● REQUIRED ACTION
Among the entries that follow, how many lines contain the string "silent"? Answer with that number only.

● EXTRACTED DATA
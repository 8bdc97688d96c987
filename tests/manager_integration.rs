//! Integration tests for the details manager
//!
//! Drive publish, fetch, propagate and unpublish end to end through the
//! registry, against an in-memory store and a mocked Vault HTTP API.

use std::sync::Arc;

use connstore::config::ManagerSettings;
use connstore::connection::{
    default_registry, DetailsManager, PublishConnectionDetailsTo, ResourceOwner,
    StaticStoreConfigResolver,
};
use connstore::errors::{ConnectionError, Context};
use connstore::store::config::{
    CredentialsSource, FsSelector, KvVersion, VaultAuthConfig, VaultStoreConfig,
};
use connstore::store::{
    key_values, InMemoryStore, KeyValues, ScopedName, Secret, Store, StoreBuilderFn,
    StoreConfigSpec, StoreRegistry, StoreType,
};
use futures::FutureExt;
use serde_json::json;
use wiremock::matchers::{body_json, header, method, path};
use wiremock::{Mock, MockServer, ResponseTemplate};

fn memory_type() -> StoreType {
    StoreType::Other("Memory".to_string())
}

/// Manager whose "default" and "secondary" StoreConfigs both resolve to
/// separate in-memory stores.
fn memory_manager() -> (DetailsManager, Arc<InMemoryStore>, Arc<InMemoryStore>) {
    let primary = Arc::new(InMemoryStore::new());
    let secondary = Arc::new(InMemoryStore::new());

    let builder = {
        let primary = primary.clone();
        let secondary = secondary.clone();
        let builder: StoreBuilderFn = Arc::new(move |ctx| {
            let store: Box<dyn Store> = if ctx.spec.default_scope == "secondary" {
                Box::new(secondary.clone())
            } else {
                Box::new(primary.clone())
            };
            async move { Ok(store) }.boxed()
        });
        builder
    };

    let resolver = StaticStoreConfigResolver::new()
        .with("default", StoreConfigSpec { store_type: memory_type(), ..Default::default() })
        .with(
            "secondary",
            StoreConfigSpec {
                store_type: memory_type(),
                default_scope: "secondary".to_string(),
                ..Default::default()
            },
        );

    let manager =
        DetailsManager::new(Arc::new(resolver), StoreRegistry::new().with(memory_type(), builder));
    (manager, primary, secondary)
}

fn owner(uid: &str, target: PublishConnectionDetailsTo) -> ResourceOwner {
    ResourceOwner::new(uid, "team-a").publishing_to(target)
}

#[tokio::test]
async fn test_connection_lifecycle() {
    let (manager, store, _) = memory_manager();
    let db = owner("uid-db", PublishConnectionDetailsTo::new("db-conn"));

    let details = key_values([("endpoint", "db.internal"), ("password", "s3cr3t")]);
    assert!(manager.publish_connection(&db, &details).await.unwrap());
    assert!(!manager.publish_connection(&db, &details).await.unwrap());
    assert_eq!(store.mutations(), 1);

    let fetched = manager.fetch_connection(&db).await.unwrap().unwrap();
    assert_eq!(fetched, details);

    manager.unpublish_connection(&db, &KeyValues::new()).await.unwrap();
    assert!(store.is_empty());

    let err = manager.fetch_connection(&db).await.unwrap_err();
    assert!(err.is_not_found());
}

#[tokio::test]
async fn test_foreign_secret_is_never_overwritten_or_deleted() {
    let (manager, store, _) = memory_manager();
    let mut foreign = Secret::new(ScopedName::new("db-conn", "team-a"))
        .with_data(key_values([("password", "theirs")]));
    foreign.set_owner_uid("uid-other");
    store.insert(foreign.clone());

    let db = owner("uid-db", PublishConnectionDetailsTo::new("db-conn"));
    let err = manager
        .publish_connection(&db, &key_values([("password", "ours")]))
        .await
        .unwrap_err();
    assert!(err.is_conflict());

    let err = manager.unpublish_connection(&db, &KeyValues::new()).await.unwrap_err();
    assert!(err.is_conflict());
    assert_eq!(err.contexts()[0], Context::UnpublishConnection);

    assert_eq!(store.get(&foreign.scoped_name), Some(foreign));
    assert_eq!(store.mutations(), 0);
}

#[tokio::test]
async fn test_propagate_across_store_configs() {
    let (manager, primary, secondary) = memory_manager();
    let source = owner("uid-src", PublishConnectionDetailsTo::new("db-conn"));
    let destination =
        owner("uid-dst", PublishConnectionDetailsTo::new("app-conn").with_config("secondary"));

    manager.publish_connection(&source, &key_values([("password", "s3cr3t")])).await.unwrap();
    assert!(manager.propagate_connection(&destination, &source).await.unwrap());
    assert!(!manager.propagate_connection(&destination, &source).await.unwrap());

    assert_eq!(primary.len(), 1);
    let copied = secondary.get(&ScopedName::new("app-conn", "team-a")).unwrap();
    assert_eq!(copied.owner_uid(), Some("uid-dst"));
    assert_eq!(copied.data["password"], b"s3cr3t".to_vec());
}

#[tokio::test]
async fn test_propagate_from_unowned_source_fails_without_write() {
    let (manager, primary, secondary) = memory_manager();
    primary.insert(
        Secret::new(ScopedName::new("db-conn", "team-a"))
            .with_data(key_values([("password", "s3cr3t")])),
    );

    let source = owner("uid-src", PublishConnectionDetailsTo::new("db-conn"));
    let destination =
        owner("uid-dst", PublishConnectionDetailsTo::new("app-conn").with_config("secondary"));

    let err = manager.propagate_connection(&destination, &source).await.unwrap_err();
    assert!(matches!(err.root(), ConnectionError::NotOwned { .. }));
    assert_eq!(err.contexts(), vec![Context::PropagateConnection]);
    assert!(secondary.is_empty());
}

#[tokio::test]
async fn test_propagate_missing_source() {
    let (manager, _, secondary) = memory_manager();
    let source = owner("uid-src", PublishConnectionDetailsTo::new("db-conn"));
    let destination = owner("uid-dst", PublishConnectionDetailsTo::new("app-conn"));

    let err = manager.propagate_connection(&destination, &source).await.unwrap_err();
    assert!(err.is_not_found());
    assert_eq!(err.contexts()[..2], [Context::PropagateConnection, Context::FetchSource]);
    assert!(secondary.is_empty());
}

#[tokio::test]
async fn test_owners_without_targets_are_skipped() {
    let (manager, store, _) = memory_manager();
    let silent = ResourceOwner::new("uid-silent", "team-a");
    let db = owner("uid-db", PublishConnectionDetailsTo::new("db-conn"));

    assert!(!manager.publish_connection(&silent, &key_values([("a", "1")])).await.unwrap());
    manager.unpublish_connection(&silent, &KeyValues::new()).await.unwrap();
    assert!(manager.fetch_connection(&silent).await.unwrap().is_none());
    assert!(!manager.propagate_connection(&db, &silent).await.unwrap());
    assert!(!manager.propagate_connection(&silent, &db).await.unwrap());
    assert!(store.is_empty());
}

#[tokio::test]
async fn test_publish_to_vault_kv_v1() {
    let server = MockServer::start().await;
    Mock::given(method("GET"))
        .and(path("/v1/secret/team-a/db-conn"))
        .and(header("X-Vault-Token", "root-token"))
        .respond_with(ResponseTemplate::new(404).set_body_json(json!({"errors": []})))
        .mount(&server)
        .await;
    Mock::given(method("POST"))
        .and(path("/v1/secret/team-a/db-conn"))
        .and(body_json(json!({"password": "s3cr3t"})))
        .respond_with(ResponseTemplate::new(204))
        .expect(1)
        .mount(&server)
        .await;

    let dir = tempfile::tempdir().unwrap();
    let token_path = dir.path().join("token");
    std::fs::write(&token_path, "root-token\n").unwrap();

    let spec = StoreConfigSpec {
        store_type: StoreType::Vault,
        vault: Some(VaultStoreConfig {
            server: server.uri(),
            mount_path: "secret/".to_string(),
            version: KvVersion::V1,
            namespace: None,
            ca_bundle: None,
            auth: VaultAuthConfig {
                token: CredentialsSource::Filesystem {
                    fs: FsSelector { path: token_path.display().to_string() },
                },
                ..Default::default()
            },
            timeout_seconds: Some(5),
        }),
        ..Default::default()
    };

    let settings = ManagerSettings::default();
    let manager = DetailsManager::new(
        Arc::new(StaticStoreConfigResolver::new().with("vault", spec)),
        default_registry(&settings),
    );

    let db = owner("uid-db", PublishConnectionDetailsTo::new("db-conn").with_config("vault"));
    assert!(manager.publish_connection(&db, &key_values([("password", "s3cr3t")])).await.unwrap());
}

#[tokio::test]
async fn test_plugin_store_without_tls_material_fails_to_build() {
    let dir = tempfile::tempdir().unwrap();
    let settings =
        ManagerSettings { plugin_tls_dir: dir.path().join("missing"), ..Default::default() };

    let spec: StoreConfigSpec = serde_json::from_value(json!({
        "type": "Plugin",
        "plugin": {
            "endpoint": "https://plugin:4000",
            "configRef": {
                "apiVersion": "secrets.connstore.io/v1alpha1",
                "kind": "VaultConfig",
                "name": "vault"
            }
        }
    }))
    .unwrap();

    let manager = DetailsManager::new(
        Arc::new(StaticStoreConfigResolver::new().with("default", spec)),
        default_registry(&settings),
    );

    let db = owner("uid-db", PublishConnectionDetailsTo::new("db-conn"));
    let err = manager.publish_connection(&db, &key_values([("a", "1")])).await.unwrap_err();
    assert_eq!(
        err.contexts(),
        vec![Context::PublishConnection, Context::BuildStore, Context::LoadTls]
    );
}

● SOLUTION BELOW
6